# EXERCISE
Go through the listing below and gather every line with the word "decode".

- Opening Delimiter -

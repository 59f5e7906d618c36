use axum::{
    http::StatusCode,
    response::{IntoResponse, Response},
    Json,
};
use serde::Serialize;
use tracing::error;

use crate::error::Error;

/// JSON envelope shared by every endpoint.
#[derive(Debug, Serialize)]
pub struct ApiResponse<T: Serialize> {
    pub success: bool,
    #[serde(skip_serializing_if = "Option::is_none")]
    pub data: Option<T>,
    #[serde(skip_serializing_if = "Option::is_none")]
    pub error: Option<ErrorBody>,
    #[serde(skip_serializing_if = "Option::is_none")]
    pub meta: Option<PageMeta>,
}

#[derive(Debug, Serialize)]
pub struct ErrorBody {
    pub code: &'static str,
    pub message: String,
    #[serde(skip_serializing_if = "Option::is_none")]
    pub details: Option<String>,
}

/// Paging details attached to list responses.
#[derive(Debug, Clone, Copy, PartialEq, Eq, Serialize)]
pub struct PageMeta {
    pub total: u64,
    pub offset: u64,
    pub limit: u64,
    pub page: u64,
    pub pages: u64,
}

impl PageMeta {
    pub fn new(total: u64, page: u64, limit: u64) -> Self {
        Self {
            total,
            offset: page.saturating_sub(1) * limit,
            limit,
            page,
            pages: total.div_ceil(limit.max(1)),
        }
    }
}

impl<T: Serialize> ApiResponse<T> {
    pub fn ok(data: T) -> Self {
        Self {
            success: true,
            data: Some(data),
            error: None,
            meta: None,
        }
    }

    pub fn paged(data: T, meta: PageMeta) -> Self {
        Self {
            meta: Some(meta),
            ..Self::ok(data)
        }
    }
}

impl<T: Serialize> IntoResponse for ApiResponse<T> {
    fn into_response(self) -> Response {
        Json(self).into_response()
    }
}

impl Error {
    pub fn status(&self) -> StatusCode {
        match self {
            Error::NotFound(_) => StatusCode::NOT_FOUND,
            Error::AlreadyExists(_) => StatusCode::CONFLICT,
            Error::Validation { .. } => StatusCode::BAD_REQUEST,
            Error::Forbidden(_) => StatusCode::FORBIDDEN,
            Error::Unauthorized | Error::InvalidToken | Error::InvalidPassword => {
                StatusCode::UNAUTHORIZED
            }
            Error::Cancelled(_) => StatusCode::GATEWAY_TIMEOUT,
            Error::Storage { .. } | Error::Internal(_) => StatusCode::INTERNAL_SERVER_ERROR,
        }
    }
}

impl IntoResponse for Error {
    fn into_response(self) -> Response {
        let status = self.status();
        if status.is_server_error() {
            error!(code = self.code(), error = %self, details = ?self.details(), "request failed");
        }
        let body = ApiResponse::<()> {
            success: false,
            data: None,
            error: Some(ErrorBody {
                code: self.code(),
                message: self.to_string(),
                details: self.details(),
            }),
            meta: None,
        };
        (status, Json(body)).into_response()
    }
}

#[cfg(test)]
mod tests {
    use super::*;
    use axum::body::to_bytes;

    async fn body_of(err: Error) -> (StatusCode, serde_json::Value) {
        let res = err.into_response();
        let status = res.status();
        let bytes = to_bytes(res.into_body(), usize::MAX).await.unwrap();
        (status, serde_json::from_slice(&bytes).unwrap())
    }

    #[test]
    fn every_kind_has_a_stable_status() {
        assert_eq!(Error::NotFound("user").status(), StatusCode::NOT_FOUND);
        assert_eq!(Error::AlreadyExists("user").status(), StatusCode::CONFLICT);
        assert_eq!(Error::validation("name", "x").status(), StatusCode::BAD_REQUEST);
        assert_eq!(Error::Forbidden("no".into()).status(), StatusCode::FORBIDDEN);
        assert_eq!(Error::InvalidPassword.status(), StatusCode::UNAUTHORIZED);
        assert_eq!(Error::InvalidToken.status(), StatusCode::UNAUTHORIZED);
        assert_eq!(Error::Cancelled("login").status(), StatusCode::GATEWAY_TIMEOUT);
        assert_eq!(
            Error::storage("failed", "boom").status(),
            StatusCode::INTERNAL_SERVER_ERROR
        );
    }

    #[tokio::test]
    async fn storage_detail_rides_along_without_replacing_the_code() {
        let (status, json) =
            body_of(Error::storage("failed to create user", "disk I/O error")).await;
        assert_eq!(status, StatusCode::INTERNAL_SERVER_ERROR);
        assert_eq!(json["success"], false);
        assert_eq!(json["error"]["code"], "DATABASE_ERROR");
        assert_eq!(json["error"]["details"], "disk I/O error");
        assert!(json.get("data").is_none());
    }

    #[tokio::test]
    async fn conflict_body() {
        let (status, json) = body_of(Error::AlreadyExists("user")).await;
        assert_eq!(status, StatusCode::CONFLICT);
        assert_eq!(json["error"]["code"], "ALREADY_EXISTS");
        assert_eq!(json["error"]["message"], "user already exists");
        assert!(json["error"].get("details").is_none());
    }

    #[test]
    fn page_meta_rounds_pages_up() {
        let meta = PageMeta::new(21, 3, 10);
        assert_eq!(meta.offset, 20);
        assert_eq!(meta.pages, 3);
        assert_eq!(PageMeta::new(0, 1, 10).pages, 0);
    }
}
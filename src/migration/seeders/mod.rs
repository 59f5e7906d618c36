use anyhow::Context;
use tracing::{debug, info};

use crate::{
    auth::password::PasswordHasher,
    error::Error,
    users::{
        model::{Role, User},
        repo::UserRepository,
    },
};

mod admin_user;
mod test_users;

pub use admin_user::AdminUserSeeder;
pub use test_users::TestUsersSeeder;

struct SeedUser {
    email: &'static str,
    password: &'static str,
    name: &'static str,
    role: Role,
    active: bool,
}

/// Inserts the user unless the email is already taken. Returns whether a
/// row was written.
async fn ensure_user(
    repo: &dyn UserRepository,
    hasher: &dyn PasswordHasher,
    seed: &SeedUser,
) -> anyhow::Result<bool> {
    match repo.get_by_email(seed.email).await {
        Ok(_) => {
            debug!(email = seed.email, "seed user already present");
            return Ok(false);
        }
        Err(Error::NotFound(_)) => {}
        Err(e) => return Err(e).with_context(|| format!("failed to look up {}", seed.email)),
    }

    let hash = hasher.hash(seed.password)?;
    let mut user = User::new(seed.email.into(), hash, seed.name.into(), seed.role);
    user.active = seed.active;
    repo.create(&mut user)
        .await
        .with_context(|| format!("failed to create user {}", seed.email))?;
    info!(user_id = user.id, role = %user.role, "seed user created");
    Ok(true)
}
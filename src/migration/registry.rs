use std::sync::Arc;

use crate::{
    auth::password::{Argon2Hasher, PasswordHasher},
    db::Connection,
    migration::{
        migrations::CreateUsersTable,
        seeders::{AdminUserSeeder, TestUsersSeeder},
        Migrator,
    },
};

/// Every schema migration the application ships. Order of registration does
/// not matter; the runner sorts by version.
pub fn register_migrations(migrator: &mut Migrator) {
    migrator.add_migration(CreateUsersTable);
}

pub fn register_seeders(migrator: &mut Migrator, hasher: Arc<dyn PasswordHasher>) {
    migrator
        .add_seeder(AdminUserSeeder::new(hasher.clone()))
        .add_seeder(TestUsersSeeder::new(hasher));
}

/// A migrator with all shipped migrations and seeders registered.
pub fn migrator(conn: Connection) -> Migrator {
    let mut migrator = Migrator::new(conn);
    register_migrations(&mut migrator);
    register_seeders(&mut migrator, Arc::new(Argon2Hasher::default()));
    migrator
}
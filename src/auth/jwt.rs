use jsonwebtoken::{decode, encode, Algorithm, DecodingKey, EncodingKey, Header, Validation};
use time::{Duration, OffsetDateTime};
use tracing::{debug, warn};

use crate::{
    auth::claims::Claims,
    config::JwtConfig,
    error::{Error, Result},
    users::model::User,
};

/// Tokens may only be reissued once their remaining validity drops below this.
pub const REFRESH_WINDOW: Duration = Duration::hours(1);

/// Issues, validates and refreshes HS256 tokens.
#[derive(Clone)]
pub struct TokenService {
    encoding: EncodingKey,
    decoding: DecodingKey,
    issuer: String,
    audience: String,
    ttl: Duration,
}

impl TokenService {
    pub fn new(cfg: &JwtConfig) -> Self {
        Self {
            encoding: EncodingKey::from_secret(cfg.secret.as_bytes()),
            decoding: DecodingKey::from_secret(cfg.secret.as_bytes()),
            issuer: cfg.issuer.clone(),
            audience: cfg.audience.clone(),
            ttl: Duration::minutes(cfg.expiration_minutes),
        }
    }

    pub fn issue(&self, user: &User) -> Result<String> {
        let now = OffsetDateTime::now_utc();
        let claims = Claims {
            user_id: user.id,
            email: user.email.clone(),
            role: user.role,
            sub: user.email.clone(),
            iss: self.issuer.clone(),
            aud: self.audience.clone(),
            iat: now.unix_timestamp(),
            nbf: now.unix_timestamp(),
            exp: (now + self.ttl).unix_timestamp(),
        };
        let token = self.sign(&claims)?;
        debug!(user_id = user.id, "jwt signed");
        Ok(token)
    }

    /// Checks signature, expiry, issuer and audience.
    pub fn validate(&self, token: &str) -> Result<Claims> {
        let mut validation = Validation::new(Algorithm::HS256);
        validation.validate_nbf = true;
        validation.set_audience(std::slice::from_ref(&self.audience));
        validation.set_issuer(std::slice::from_ref(&self.issuer));
        validation.set_required_spec_claims(&["exp", "nbf", "iss", "aud", "sub"]);

        let data = decode::<Claims>(token, &self.decoding, &validation).map_err(|e| {
            warn!(error = %e, "jwt rejected");
            Error::InvalidToken
        })?;
        debug!(user_id = data.claims.user_id, "jwt verified");
        Ok(data.claims)
    }

    /// Reissues a token for the same identity, but only when the presented one
    /// is within [`REFRESH_WINDOW`] of expiring.
    pub fn refresh(&self, token: &str) -> Result<String> {
        let claims = self.validate(token)?;
        let remaining = claims.exp - OffsetDateTime::now_utc().unix_timestamp();
        if remaining >= REFRESH_WINDOW.whole_seconds() {
            return Err(Error::validation("token", "not close to expiration"));
        }

        let now = OffsetDateTime::now_utc();
        let renewed = Claims {
            iat: now.unix_timestamp(),
            nbf: now.unix_timestamp(),
            exp: (now + self.ttl).unix_timestamp(),
            ..claims
        };
        self.sign(&renewed)
    }

    fn sign(&self, claims: &Claims) -> Result<String> {
        encode(&Header::new(Algorithm::HS256), claims, &self.encoding)
            .map_err(|e| Error::Internal(format!("failed to sign token: {e}")))
    }
}
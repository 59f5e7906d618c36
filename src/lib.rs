pub mod app;
pub mod auth;
pub mod config;
pub mod db;
pub mod error;
pub mod migration;
pub mod response;
pub mod state;
pub mod telemetry;
pub mod users;

pub use error::{Error, Result};
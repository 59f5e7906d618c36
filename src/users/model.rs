use std::{fmt, str::FromStr};

use serde::{Deserialize, Serialize};
use time::OffsetDateTime;

use crate::error::Error;

/// Numeric user identifier. Dense and stable on relational backends; a lossy
/// surrogate on the document backend.
pub type UserId = i64;

#[derive(Debug, Clone, Copy, Default, PartialEq, Eq, Serialize, Deserialize)]
#[serde(rename_all = "lowercase")]
pub enum Role {
    #[default]
    User,
    Admin,
}

impl Role {
    pub fn as_str(self) -> &'static str {
        match self {
            Role::User => "user",
            Role::Admin => "admin",
        }
    }

    pub fn is_admin(self) -> bool {
        matches!(self, Role::Admin)
    }
}

impl fmt::Display for Role {
    fn fmt(&self, f: &mut fmt::Formatter<'_>) -> fmt::Result {
        f.write_str(self.as_str())
    }
}

impl FromStr for Role {
    type Err = Error;

    fn from_str(s: &str) -> Result<Self, Self::Err> {
        match s {
            "user" => Ok(Role::User),
            "admin" => Ok(Role::Admin),
            _ => Err(Error::validation("role", "must be 'user' or 'admin'")),
        }
    }
}

/// User record as stored. The hash is never serialized outward.
#[derive(Debug, Clone, PartialEq, Serialize)]
pub struct User {
    pub id: UserId,
    pub email: String,
    #[serde(skip_serializing)]
    pub password_hash: String,
    pub name: String,
    pub role: Role,
    pub active: bool,
    #[serde(with = "time::serde::rfc3339")]
    pub created_at: OffsetDateTime,
    #[serde(with = "time::serde::rfc3339")]
    pub updated_at: OffsetDateTime,
}

impl User {
    /// Unsaved user; id and timestamps are assigned by the repository.
    pub fn new(email: String, password_hash: String, name: String, role: Role) -> Self {
        Self {
            id: 0,
            email,
            password_hash,
            name,
            role,
            active: true,
            created_at: OffsetDateTime::UNIX_EPOCH,
            updated_at: OffsetDateTime::UNIX_EPOCH,
        }
    }

    pub fn view(&self) -> UserView {
        UserView {
            id: self.id,
            email: self.email.clone(),
            name: self.name.clone(),
            role: self.role,
            active: self.active,
            created_at: self.created_at,
            updated_at: self.updated_at,
        }
    }
}

/// Public part of the user returned to callers.
#[derive(Debug, Clone, PartialEq, Serialize)]
pub struct UserView {
    pub id: UserId,
    pub email: String,
    pub name: String,
    pub role: Role,
    pub active: bool,
    #[serde(with = "time::serde::rfc3339")]
    pub created_at: OffsetDateTime,
    #[serde(with = "time::serde::rfc3339")]
    pub updated_at: OffsetDateTime,
}

/// A page of results plus the count of every matching record.
#[derive(Debug, Clone, PartialEq)]
pub struct Page<T> {
    pub items: Vec<T>,
    pub total: u64,
}

impl<T> Page<T> {
    pub fn map<U>(self, f: impl FnMut(T) -> U) -> Page<U> {
        Page {
            items: self.items.into_iter().map(f).collect(),
            total: self.total,
        }
    }
}

/// Request body for user registration.
#[derive(Debug, Clone, Default, Deserialize)]
pub struct RegisterRequest {
    pub email: String,
    pub password: String,
    pub name: String,
    #[serde(default)]
    pub role: Option<String>,
}

/// Request body for login.
#[derive(Debug, Clone, Default, Deserialize)]
pub struct LoginRequest {
    pub email: String,
    pub password: String,
}

/// Partial update; `None` leaves the field alone.
#[derive(Debug, Clone, Default, Deserialize)]
pub struct UpdateUserRequest {
    pub name: Option<String>,
    pub role: Option<String>,
    pub active: Option<bool>,
}

/// Self-service profile change; only the display name is editable.
#[derive(Debug, Clone, Default, Deserialize)]
pub struct UpdateProfileRequest {
    pub name: Option<String>,
}

/// Response returned after login.
#[derive(Debug, Serialize)]
pub struct AuthResponse {
    pub token: String,
    pub user: UserView,
}

#[cfg(test)]
mod tests {
    use super::*;

    #[test]
    fn serialized_user_has_no_password() {
        let user = User::new(
            "alice@example.com".into(),
            "$argon2id$v=19$m=19456,t=2,p=1$abc$def".into(),
            "Alice A".into(),
            Role::User,
        );
        let json = serde_json::to_value(&user).unwrap();
        assert!(json.get("password_hash").is_none());
        assert!(!json.to_string().contains("argon2"));

        let view = serde_json::to_value(user.view()).unwrap();
        assert_eq!(view["role"], "user");
        assert_eq!(view["active"], true);
    }

    #[test]
    fn role_parsing_is_closed() {
        assert_eq!("admin".parse::<Role>().unwrap(), Role::Admin);
        assert_eq!("user".parse::<Role>().unwrap(), Role::User);
        let err = "moderator".parse::<Role>().unwrap_err();
        assert_eq!(err.code(), "VALIDATION_ERROR");
    }
}
use crate::state::AppState;
use axum::Router;

pub mod claims;
pub mod extractors;
pub mod handlers;
pub mod jwt;
pub mod password;

pub fn router() -> Router<AppState> {
    Router::new().merge(handlers::auth_routes())
}
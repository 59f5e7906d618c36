use std::collections::HashSet;

use anyhow::Context;
use futures::TryStreamExt;
use mongodb::{
    bson::{self, doc, Document},
    options::IndexOptions,
    IndexModel,
};
use serde::Deserialize;
use sqlx::FromRow;
use time::OffsetDateTime;

use crate::{
    db::{Backend, Connection, SqlPool},
    on_pool,
};

/// One applied migration.
#[derive(Debug, Clone, PartialEq, Eq, FromRow)]
pub struct LedgerRecord {
    pub version: String,
    pub description: String,
    pub executed_at: OffsetDateTime,
}

#[derive(Debug, Deserialize)]
struct LedgerDocument {
    version: String,
    description: String,
    executed_at: bson::DateTime,
}

/// Persistent record of applied migrations, kept in the prefixed
/// `migrations` table or collection of the active backend.
pub struct Ledger<'a> {
    conn: &'a Connection,
}

impl<'a> Ledger<'a> {
    pub fn new(conn: &'a Connection) -> Self {
        Self { conn }
    }

    fn name(&self) -> &str {
        &self.conn.tables().migrations
    }

    /// Idempotent; safe to call before every run.
    pub async fn ensure(&self) -> anyhow::Result<()> {
        match self.conn.backend() {
            Backend::Relational(pool) => {
                let executed_at = match pool {
                    SqlPool::Sqlite(_) => "DATETIME",
                    SqlPool::Postgres(_) => "TIMESTAMPTZ",
                };
                let sql = format!(
                    "CREATE TABLE IF NOT EXISTS {} (\
                        version VARCHAR(255) PRIMARY KEY, \
                        description TEXT NOT NULL, \
                        executed_at {executed_at} NOT NULL)",
                    self.name()
                );
                on_pool!(pool, p => sqlx::query(&sql).execute(p).await.map(|_| ()))?;
            }
            Backend::Document(db) => {
                let index = IndexModel::builder()
                    .keys(doc! { "version": 1 })
                    .options(
                        IndexOptions::builder()
                            .unique(true)
                            .name(format!("idx_{}_version", self.name()))
                            .build(),
                    )
                    .build();
                db.collection::<Document>(self.name())
                    .create_index(index)
                    .await?;
            }
        }
        Ok(())
    }

    pub async fn applied(&self) -> anyhow::Result<HashSet<String>> {
        let versions = match self.conn.backend() {
            Backend::Relational(pool) => {
                let sql = format!("SELECT version FROM {}", self.name());
                on_pool!(pool, p => sqlx::query_scalar::<_, String>(&sql).fetch_all(p).await)?
            }
            Backend::Document(db) => {
                let docs: Vec<Document> = db
                    .collection::<Document>(self.name())
                    .find(doc! {})
                    .await?
                    .try_collect()
                    .await?;
                docs.iter()
                    .filter_map(|d| d.get_str("version").ok().map(str::to_owned))
                    .collect()
            }
        };
        Ok(versions.into_iter().collect())
    }

    /// Every record, ordered by version.
    pub async fn records(&self) -> anyhow::Result<Vec<LedgerRecord>> {
        match self.conn.backend() {
            Backend::Relational(pool) => {
                let sql = format!(
                    "SELECT version, description, executed_at FROM {} ORDER BY version",
                    self.name()
                );
                let rows = on_pool!(pool, p => {
                    sqlx::query_as::<_, LedgerRecord>(&sql).fetch_all(p).await
                })?;
                Ok(rows)
            }
            Backend::Document(db) => {
                let docs: Vec<LedgerDocument> = db
                    .collection::<LedgerDocument>(self.name())
                    .find(doc! {})
                    .sort(doc! { "version": 1 })
                    .await?
                    .try_collect()
                    .await?;
                docs.into_iter()
                    .map(|d| -> anyhow::Result<LedgerRecord> {
                        let nanos = i128::from(d.executed_at.timestamp_millis()) * 1_000_000;
                        Ok(LedgerRecord {
                            version: d.version,
                            description: d.description,
                            executed_at: OffsetDateTime::from_unix_timestamp_nanos(nanos)
                                .context("ledger timestamp out of range")?,
                        })
                    })
                    .collect()
            }
        }
    }

    pub async fn record(&self, version: &str, description: &str) -> anyhow::Result<()> {
        match self.conn.backend() {
            Backend::Relational(pool) => {
                let sql = format!(
                    "INSERT INTO {} (version, description, executed_at) VALUES ($1, $2, $3)",
                    self.name()
                );
                let now = OffsetDateTime::now_utc();
                on_pool!(pool, p => {
                    sqlx::query(&sql)
                        .bind(version)
                        .bind(description)
                        .bind(now)
                        .execute(p)
                        .await
                        .map(|_| ())
                })?;
            }
            Backend::Document(db) => {
                db.collection::<Document>(self.name())
                    .insert_one(doc! {
                        "version": version,
                        "description": description,
                        "executed_at": bson::DateTime::now(),
                    })
                    .await?;
            }
        }
        Ok(())
    }
}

- Closing Delimiter -

# RESULT OF THE TASK
use jsonwebtoken::{decode, encode, Algorithm, DecodingKey, EncodingKey, Header, Validation};
        let data = decode::<Claims>(token, &self.decoding, &validation).map_err(|e| {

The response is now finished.